Half of the workers believed that the breaches were connected to
the outsourcing of work to third parties such as vendors, business
partners or contractors. The research found that 78% of marketers
who outsource their email marketing had suffered breaches.
"A cavalier attitude towards outsourcing customer data to third
parties combined with complacent processes for keeping that data
safe is a recipe for disaster," said Paul Bates, managing director
of StrongMail in the UK. "The fact is confidential customer data
doesn't travel well and providing it to third parties for outbound
marketing purposes can, as the research shows, be a risky
proposition."
The survey also found that a quarter of marketers are not even
sure whether or not their firm's practices are within the laws and
regulations on data protection and privacy.
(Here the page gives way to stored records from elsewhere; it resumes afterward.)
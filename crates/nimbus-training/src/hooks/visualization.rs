use super::{EpochLogs, Hook, HookKind};
use crate::config::VisualizationSettings;
use crate::dataset::BatchSource;
use crate::error::TrainingResult;
use crate::layout::RunLayout;
use crate::model::Model;
use crate::visualize;
use std::sync::Arc;

/// Renders the prediction plot for the validation sample at every epoch end.
pub struct VisualizationHook {
    source: Arc<dyn BatchSource>,
    settings: VisualizationSettings,
    layout: RunLayout,
    batch_size: usize,
}

impl VisualizationHook {
    #[must_use]
    pub fn new(
        source: Arc<dyn BatchSource>,
        settings: VisualizationSettings,
        layout: RunLayout,
        batch_size: usize,
    ) -> Self {
        Self { source, settings, layout, batch_size }
    }
}

impl Hook for VisualizationHook {
    fn kind(&self) -> HookKind {
        HookKind::Visualization
    }

    fn on_epoch_end(&mut self, epoch: usize, _logs: &mut EpochLogs, model: &mut dyn Model) -> TrainingResult<()> {
        visualize::plot_prediction(&*model, self.source.as_ref(), &self.settings, &self.layout, self.batch_size, epoch)?;
        Ok(())
    }
}
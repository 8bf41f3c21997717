//! Shared test utilities for Nimbus Training integration tests.

#![allow(dead_code)]

use ndarray::{Array1, Array2, Array4};
use nimbus_training::{Batch, BatchSource, InMemorySource, Inputs, Model, RunId, TrainingError, TrainingResult, TrainingRunConfig};
use std::path::Path;
use std::sync::Arc;
use std::sync::Once;

static TRACING: Once = Once::new();

/// Installs a test-writer subscriber once per test binary.
pub fn init_tracing() {
    TRACING.call_once(|| {
        let _ = tracing_subscriber::fmt()
            .with_env_filter(tracing_subscriber::EnvFilter::from_default_env())
            .with_test_writer()
            .try_init();
    });
}

/// Regressor over the sum of auxiliary features, trained with SGD on MSE.
pub struct LinearRegressor {
    pub weight: f32,
    pub bias: f32,
    pub lr: f64,
}

impl LinearRegressor {
    pub fn new(lr: f64) -> Self {
        Self { weight: 0.1, bias: 0.0, lr }
    }

    fn forward(&self, inputs: &Inputs) -> Array1<f32> {
        inputs.features.rows().into_iter().map(|row| self.weight * row.sum() + self.bias).collect()
    }

    fn mse(&self, batch: &Batch) -> f64 {
        let err = self.forward(&batch.inputs) - &batch.targets;
        f64::from(err.mapv(|e| e * e).mean().unwrap_or(0.0))
    }
}

impl Model for LinearRegressor {
    fn train_on_batch(&mut self, batch: &Batch) -> TrainingResult<f64> {
        let loss = self.mse(batch);
        let pred = self.forward(&batch.inputs);
        let n = batch.len() as f32;
        let (mut gw, mut gb) = (0.0, 0.0);
        for (i, row) in batch.inputs.features.rows().into_iter().enumerate() {
            let e = pred[i] - batch.targets[i];
            gw += 2.0 * e * row.sum() / n;
            gb += 2.0 * e / n;
        }
        self.weight -= self.lr as f32 * gw;
        self.bias -= self.lr as f32 * gb;
        Ok(loss)
    }

    fn test_on_batch(&self, batch: &Batch) -> TrainingResult<f64> {
        Ok(self.mse(batch))
    }

    fn predict_on_batch(&self, inputs: &Inputs) -> TrainingResult<Array1<f32>> {
        Ok(self.forward(inputs))
    }

    fn learning_rate(&self) -> f64 {
        self.lr
    }

    fn set_learning_rate(&mut self, lr: f64) {
        self.lr = lr;
    }

    fn save(&self, path: &Path) -> TrainingResult<()> {
        std::fs::write(path, format!("{} {}\n", self.weight, self.bias))?;
        Ok(())
    }
}

/// Model whose training step always fails.
pub struct BrokenModel;

impl Model for BrokenModel {
    fn train_on_batch(&mut self, _batch: &Batch) -> TrainingResult<f64> {
        Err(TrainingError::Model("out of memory".to_string()))
    }

    fn test_on_batch(&self, _batch: &Batch) -> TrainingResult<f64> {
        Ok(0.0)
    }

    fn predict_on_batch(&self, inputs: &Inputs) -> TrainingResult<Array1<f32>> {
        Ok(Array1::zeros(inputs.len()))
    }

    fn learning_rate(&self) -> f64 {
        0.0
    }

    fn set_learning_rate(&mut self, _lr: f64) {}

    fn save(&self, _path: &Path) -> TrainingResult<()> {
        Ok(())
    }
}

/// Batch of `n` samples with 8x8x1 images and 2 features; normalized targets.
pub fn make_batch(n: usize, seed: usize) -> Batch {
    let base = seed as f32 * 0.1;
    let images = Array4::from_shape_fn((n, 8, 8, 1), |(i, y, x, _)| base + (i * 64 + y * 8 + x) as f32 / 512.0);
    let features = Array2::from_shape_fn((n, 2), |(i, j)| base + (i + j) as f32 * 0.05);
    let targets = Array1::from_shape_fn(n, |i| (base + i as f32 * 0.05 - 0.5).clamp(-1.0, 1.0));
    Batch::new(images, features, targets)
}

pub fn make_source(batches: usize, batch_size: usize) -> Arc<dyn BatchSource> {
    Arc::new(InMemorySource::new((0..batches).map(|i| make_batch(batch_size, i)).collect()))
}

/// Run config writing every artifact below `root`.
pub fn test_config(root: &Path, run_id: &str, batch_size: usize, epochs: usize) -> TrainingRunConfig {
    TrainingRunConfig::new(RunId::new(run_id), root, batch_size, epochs)
        .with_tb_log_root(root.join("tb_log"))
        .with_seed(7)
}
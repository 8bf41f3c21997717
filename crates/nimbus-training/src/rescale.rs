//! Linear mapping between the normalized target range and physical units.

use ndarray::Array1;

/// Maps values between a normalized range (nominally `[-1, 1]`) and a
/// physical range `[vmin, vmax]`.
#[derive(Debug, Clone, Copy, PartialEq)]
pub struct Rescaler {
    lo: f32,
    hi: f32,
}

impl Default for Rescaler {
    fn default() -> Self {
        Self { lo: -1.0, hi: 1.0 }
    }
}

impl Rescaler {
    #[must_use]
    pub fn with_normalized_range(lo: f32, hi: f32) -> Self {
        Self { lo, hi }
    }

    /// Normalized value to physical units.
    #[must_use]
    pub fn rescale_value(&self, value: f32, vmin: f32, vmax: f32) -> f32 {
        (value - self.lo) / (self.hi - self.lo) * (vmax - vmin) + vmin
    }

    /// Physical units back to the normalized range.
    #[must_use]
    pub fn normalize_value(&self, value: f32, vmin: f32, vmax: f32) -> f32 {
        (value - vmin) / (vmax - vmin) * (self.hi - self.lo) + self.lo
    }

    #[must_use]
    pub fn rescale(&self, values: &Array1<f32>, vmin: f32, vmax: f32) -> Array1<f32> {
        values.mapv(|v| self.rescale_value(v, vmin, vmax))
    }

    #[must_use]
    pub fn normalize(&self, values: &Array1<f32>, vmin: f32, vmax: f32) -> Array1<f32> {
        values.mapv(|v| self.normalize_value(v, vmin, vmax))
    }
}

/// Rescale from `[-1, 1]` to `[vmin, vmax]`.
#[must_use]
pub fn rescale(values: &Array1<f32>, vmin: f32, vmax: f32) -> Array1<f32> {
    Rescaler::default().rescale(values, vmin, vmax)
}
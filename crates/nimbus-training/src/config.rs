use crate::error::{TrainingError, TrainingResult};
use serde::{Deserialize, Serialize};
use std::path::{Path, PathBuf};
use uuid::Uuid;

/// Label namespacing every artifact of one training run.
#[derive(Debug, Clone, PartialEq, Eq, Hash, Serialize, Deserialize)]
#[serde(transparent)]
pub struct RunId(pub String);

impl RunId {
    #[must_use]
    pub fn new(value: impl Into<String>) -> Self {
        Self(value.into())
    }

    #[must_use]
    pub fn generate() -> Self {
        Self(Uuid::new_v4().to_string())
    }

    #[must_use]
    pub fn as_str(&self) -> &str {
        &self.0
    }

    fn validate(&self) -> TrainingResult<()> {
        let id = self.0.trim();
        if id.is_empty() {
            return Err(TrainingError::InvalidConfig("run_id is required".to_string()));
        }
        if id != self.0 || id.contains(['/', '\\']) || id == "." || id == ".." {
            return Err(TrainingError::InvalidConfig(format!(
                "run_id must be a single path component: {:?}",
                self.0
            )));
        }
        Ok(())
    }
}

impl std::fmt::Display for RunId {
    fn fmt(&self, f: &mut std::fmt::Formatter<'_>) -> std::fmt::Result {
        f.write_str(&self.0)
    }
}

#[derive(Debug, Clone, Serialize, Deserialize)]
pub struct CheckpointSettings {
    /// Only write a snapshot when `monitor` improves.
    #[serde(default)]
    pub save_best_only: bool,
    #[serde(default = "default_monitor")]
    pub monitor: String,
}

impl Default for CheckpointSettings {
    fn default() -> Self {
        Self { save_best_only: false, monitor: default_monitor() }
    }
}

/// Reduce-on-plateau schedule for the learning rate.
#[derive(Debug, Clone, Serialize, Deserialize)]
#[serde(default)]
pub struct LrPlateauSettings {
    pub monitor: String,
    pub factor: f64,
    pub patience: usize,
    pub min_delta: f64,
    pub cooldown: usize,
    pub min_lr: f64,
}

impl Default for LrPlateauSettings {
    fn default() -> Self {
        Self {
            monitor: default_monitor(),
            factor: 0.5,
            patience: 5,
            min_delta: 1e-4,
            cooldown: 0,
            min_lr: 0.0,
        }
    }
}

#[derive(Debug, Clone, Copy, Default, PartialEq, Eq, Serialize, Deserialize)]
#[serde(rename_all = "snake_case")]
pub enum UpdateFreq {
    #[default]
    Batch,
    Epoch,
}

#[derive(Debug, Clone, Default, Serialize, Deserialize)]
pub struct MetricsLogSettings {
    #[serde(default)]
    pub update_freq: UpdateFreq,
}

/// Physical range and canvas for the prediction plot.
#[derive(Debug, Clone, Serialize, Deserialize)]
#[serde(default)]
pub struct VisualizationSettings {
    pub vmin: f32,
    pub vmax: f32,
    pub full_range_max: f32,
    pub zoom_range_max: f32,
    pub width: u32,
    pub height: u32,
}

impl VisualizationSettings {
    /// Reject non-finite bounds, an empty physical range, non-positive panel
    /// ranges and an empty canvas.
    pub fn validate(&self) -> TrainingResult<()> {
        if !(self.vmin.is_finite() && self.vmax.is_finite() && self.vmax > self.vmin) {
            return Err(TrainingError::InvalidConfig("visualization.vmax must exceed vmin".to_string()));
        }
        let positive = |v: f32| v.is_finite() && v > 0.0;
        if !(positive(self.full_range_max) && positive(self.zoom_range_max)) {
            return Err(TrainingError::InvalidConfig("visualization ranges must be > 0".to_string()));
        }
        if self.width == 0 || self.height == 0 {
            return Err(TrainingError::InvalidConfig("visualization canvas must be non-empty".to_string()));
        }
        Ok(())
    }
}

impl Default for VisualizationSettings {
    fn default() -> Self {
        Self {
            vmin: -1.0,
            vmax: 10_000.0,
            full_range_max: 10_000.0,
            zoom_range_max: 1_000.0,
            width: 1024,
            height: 768,
        }
    }
}

/// Immutable configuration of one training invocation.
#[derive(Debug, Clone, Serialize, Deserialize)]
pub struct TrainingRunConfig {
    pub run_id: RunId,
    pub outpath: PathBuf,
    pub batch_size: usize,
    pub epochs: usize,
    #[serde(default = "default_workers")]
    pub workers: usize,
    #[serde(default = "default_true")]
    pub shuffle: bool,
    #[serde(default)]
    pub enable_visualization: bool,
    /// Seed for the per-epoch batch shuffle.
    #[serde(default)]
    pub seed: Option<u64>,
    #[serde(default = "default_tb_log_root")]
    pub tb_log_root: PathBuf,
    #[serde(default)]
    pub checkpoint: CheckpointSettings,
    #[serde(default)]
    pub lr_schedule: LrPlateauSettings,
    #[serde(default)]
    pub metrics_log: MetricsLogSettings,
    #[serde(default)]
    pub visualization: VisualizationSettings,
}

fn default_monitor() -> String {
    "val_loss".to_string()
}

fn default_workers() -> usize {
    1
}

fn default_true() -> bool {
    true
}

fn default_tb_log_root() -> PathBuf {
    PathBuf::from("./tb_log")
}

impl TrainingRunConfig {
    #[must_use]
    pub fn new(run_id: RunId, outpath: impl Into<PathBuf>, batch_size: usize, epochs: usize) -> Self {
        Self {
            run_id,
            outpath: outpath.into(),
            batch_size,
            epochs,
            workers: default_workers(),
            shuffle: true,
            enable_visualization: false,
            seed: None,
            tb_log_root: default_tb_log_root(),
            checkpoint: CheckpointSettings::default(),
            lr_schedule: LrPlateauSettings::default(),
            metrics_log: MetricsLogSettings::default(),
            visualization: VisualizationSettings::default(),
        }
    }

    #[must_use]
    pub fn with_workers(mut self, workers: usize) -> Self {
        self.workers = workers;
        self
    }

    #[must_use]
    pub fn with_shuffle(mut self, shuffle: bool) -> Self {
        self.shuffle = shuffle;
        self
    }

    #[must_use]
    pub fn with_visualization(mut self, enabled: bool) -> Self {
        self.enable_visualization = enabled;
        self
    }

    #[must_use]
    pub fn with_seed(mut self, seed: u64) -> Self {
        self.seed = Some(seed);
        self
    }

    #[must_use]
    pub fn with_tb_log_root(mut self, root: impl Into<PathBuf>) -> Self {
        self.tb_log_root = root.into();
        self
    }

    /// Load a run configuration from a TOML file.
    pub fn load_from_file(path: &Path) -> TrainingResult<Self> {
        let content = std::fs::read_to_string(path)?;
        let config: Self = toml::from_str(&content)?;
        config.validate()?;
        Ok(config)
    }

    pub fn save_to_file(&self, path: &Path) -> TrainingResult<()> {
        let content = toml::to_string_pretty(self)
            .map_err(|e| TrainingError::InvalidConfig(format!("failed to serialize: {e}")))?;
        if let Some(parent) = path.parent() {
            std::fs::create_dir_all(parent)?;
        }
        std::fs::write(path, content)?;
        Ok(())
    }

    pub fn validate(&self) -> TrainingResult<()> {
        self.run_id.validate()?;
        if self.outpath.as_os_str().is_empty() {
            return Err(TrainingError::InvalidConfig("outpath is required".to_string()));
        }
        if self.batch_size == 0 {
            return Err(TrainingError::InvalidConfig("batch_size must be >= 1".to_string()));
        }
        if self.epochs == 0 {
            return Err(TrainingError::InvalidConfig("epochs must be >= 1".to_string()));
        }

        let lr = &self.lr_schedule;
        if !(lr.factor > 0.0 && lr.factor < 1.0) {
            return Err(TrainingError::InvalidConfig("lr_schedule.factor must be in (0, 1)".to_string()));
        }
        if !lr.min_delta.is_finite() || lr.min_delta < 0.0 {
            return Err(TrainingError::InvalidConfig("lr_schedule.min_delta must be >= 0".to_string()));
        }
        if !lr.min_lr.is_finite() || lr.min_lr < 0.0 {
            return Err(TrainingError::InvalidConfig("lr_schedule.min_lr must be >= 0".to_string()));
        }

        self.visualization.validate()
    }
}
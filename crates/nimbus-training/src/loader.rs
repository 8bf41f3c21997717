use crate::dataset::{Batch, BatchSource};
use crate::error::{TrainingError, TrainingResult};
use futures::stream::{self, BoxStream, StreamExt};
use rand::rngs::StdRng;
use rand::seq::SliceRandom;
use rand::SeedableRng;
use std::sync::Arc;

/// Per-epoch batch order over a source of `len` batches.
pub struct BatchOrder {
    len: usize,
    shuffle: bool,
    rng: StdRng,
}

impl BatchOrder {
    #[must_use]
    pub fn new(len: usize, shuffle: bool, seed: Option<u64>) -> Self {
        let rng = match seed {
            Some(seed) => StdRng::seed_from_u64(seed),
            None => StdRng::from_entropy(),
        };
        Self { len, shuffle, rng }
    }

    /// Indices for the next epoch: `0..len`, permuted when shuffling.
    pub fn next_epoch(&mut self) -> Vec<usize> {
        let mut order: Vec<usize> = (0..self.len).collect();
        if self.shuffle {
            order.shuffle(&mut self.rng);
        }
        order
    }
}

/// Stream the batches at `order` from `source`, in order.
///
/// With `workers == 0` each batch is fetched on the polling task. Otherwise up
/// to `workers` fetches run concurrently on the blocking thread pool.
pub fn batch_stream(
    source: Arc<dyn BatchSource>,
    order: Vec<usize>,
    workers: usize,
) -> BoxStream<'static, TrainingResult<Batch>> {
    if workers == 0 {
        return stream::iter(order).map(move |idx| source.get(idx)).boxed();
    }

    stream::iter(order)
        .map(move |idx| {
            let source = Arc::clone(&source);
            async move {
                tokio::task::spawn_blocking(move || source.get(idx))
                    .await
                    .map_err(|e| TrainingError::Source(format!("batch worker for index {idx} failed: {e}")))?
            }
        })
        .buffered(workers)
        .boxed()
}
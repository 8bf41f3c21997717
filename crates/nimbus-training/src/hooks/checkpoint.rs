use super::{EpochLogs, Hook, HookKind};
use crate::config::CheckpointSettings;
use crate::error::TrainingResult;
use crate::layout::RunLayout;
use crate::model::Model;
use tracing::{info, warn};

/// Writes a full model snapshot at the end of each epoch.
pub struct CheckpointHook {
    layout: RunLayout,
    settings: CheckpointSettings,
    best: Option<f64>,
}

impl CheckpointHook {
    #[must_use]
    pub fn new(layout: RunLayout, settings: CheckpointSettings) -> Self {
        Self { layout, settings, best: None }
    }

    fn should_save(&mut self, epoch: usize, logs: &EpochLogs) -> bool {
        if !self.settings.save_best_only {
            return true;
        }
        let Some(&current) = logs.get(&self.settings.monitor) else {
            warn!(monitor = %self.settings.monitor, epoch, "monitored metric unavailable, skipping checkpoint");
            return false;
        };
        if self.best.is_none_or(|best| current < best) {
            self.best = Some(current);
            true
        } else {
            false
        }
    }
}

impl Hook for CheckpointHook {
    fn kind(&self) -> HookKind {
        HookKind::Checkpoint
    }

    fn on_epoch_end(&mut self, epoch: usize, logs: &mut EpochLogs, model: &mut dyn Model) -> TrainingResult<()> {
        if !self.should_save(epoch, logs) {
            return Ok(());
        }
        let path = self.layout.checkpoint_path(epoch);
        info!(epoch, path = %path.display(), "saving model checkpoint");
        model.save(&path)
    }
}
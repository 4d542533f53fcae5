use std::path::{Path, PathBuf};

use crate::error::MaskError;
use crate::mask::{MaskBackend, MaskBinding};
use crate::types::MaskBackendKind;
use crate::util::command::program_available;

/// Masks by running the backup tool under `proot -b real:mask`. Nothing is
/// changed on the host, so unbinding is always a no-op.
pub struct ProotBackend {
    program: PathBuf,
}

impl ProotBackend {
    pub fn new() -> Self {
        Self {
            program: PathBuf::from("proot"),
        }
    }

    pub fn with_program(program: impl Into<PathBuf>) -> Self {
        Self {
            program: program.into(),
        }
    }

    fn available(&self) -> bool {
        if self.program.components().count() > 1 {
            return self.program.is_file();
        }
        program_available(&self.program.to_string_lossy())
    }
}

impl Default for ProotBackend {
    fn default() -> Self {
        Self::new()
    }
}

impl MaskBackend for ProotBackend {
    fn kind(&self) -> MaskBackendKind {
        MaskBackendKind::Proot
    }

    fn bind(&self, real: &Path, mask: &Path) -> Result<(), MaskError> {
        if !self.available() {
            return Err(MaskError::BackendUnavailable {
                backend: "proot",
                reason: format!("{} not found", self.program.display()),
            });
        }
        if !real.exists() {
            return Err(MaskError::BindFailed {
                real: real.to_path_buf(),
                mask: mask.to_path_buf(),
                reason: "source does not exist".to_string(),
            });
        }
        if !mask.is_absolute() {
            return Err(MaskError::BindFailed {
                real: real.to_path_buf(),
                mask: mask.to_path_buf(),
                reason: "mask path must be absolute".to_string(),
            });
        }
        Ok(())
    }

    fn unbind(&self, _mask: &Path) -> Result<(), MaskError> {
        Ok(())
    }

    fn command_prefix(&self, bindings: &[MaskBinding]) -> Vec<String> {
        let mut args = vec![self.program.to_string_lossy().to_string()];
        for binding in bindings {
            args.push("-b".to_string());
            args.push(format!("{}:{}", binding.real.display(), binding.mask.display()));
        }
        args
    }
}

#[cfg(test)]
mod tests {
    use super::*;
    use tempfile::TempDir;

    #[test]
    fn missing_program_is_backend_unavailable() {
        let dir = TempDir::new().expect("tempdir");
        let backend = ProotBackend::with_program(dir.path().join("no-proot"));
        let err = backend
            .bind(dir.path(), Path::new("/masked"))
            .expect_err("unavailable");
        assert!(matches!(err, MaskError::BackendUnavailable { .. }));
    }

    #[test]
    fn prefix_lists_every_binding() {
        let dir = TempDir::new().expect("tempdir");
        let program = dir.path().join("proot");
        std::fs::write(&program, b"").expect("write");
        let backend = ProotBackend::with_program(&program);
        backend.bind(dir.path(), Path::new("/home/user")).expect("bind");
        assert!(backend
            .bind(&dir.path().join("absent"), Path::new("/x"))
            .is_err());

        let bindings = vec![
            MaskBinding {
                real: PathBuf::from("/a"),
                mask: PathBuf::from("/m1"),
                backend: MaskBackendKind::Proot,
                created: Vec::new(),
            },
            MaskBinding {
                real: PathBuf::from("/b"),
                mask: PathBuf::from("/m2"),
                backend: MaskBackendKind::Proot,
                created: Vec::new(),
            },
        ];
        let prefix = backend.command_prefix(&bindings);
        assert_eq!(&prefix[1..], &["-b", "/a:/m1", "-b", "/b:/m2"]);
        assert!(backend.unbind(Path::new("/m1")).is_ok());
    }
}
It did find, though,
that 87% of data protection workers believed their firm operated
within those laws.
On the more general question of whether their companies'
marketing programmes violate customers' privacy rights, a third of
data protection workers and more than half of marketers said they
were unsure whether or not the programmes violated privacy
rights.
Report author Larry Ponemon said, though, that many companies
seem prepared to tackle the problem by calling a halt to the
outsourcing of email campaigns.
"Although 60% of UK marketers outsource their email marketing
today, 65% of marketers would consider in-sourcing their email
marketing campaigns to ensure greater protection over personal
data," he said. "The message is, albeit slowly, getting home."
The issue of personal information security breaches has become
increasingly sensitive in the aftermath of HM Revenue and Customs'
loss of 25 million people's personal data last year.
By the end of April this year the Information Commissioner's
Office said that it had been notified of 94 privacy breaches since
the HMRC debacle the previous November, 62 of them in the public
sector.
Last week four reports on the HMRC breach were published which
criticised the data security policies of HMRC and outlined ways in
which public sector data security could be improved.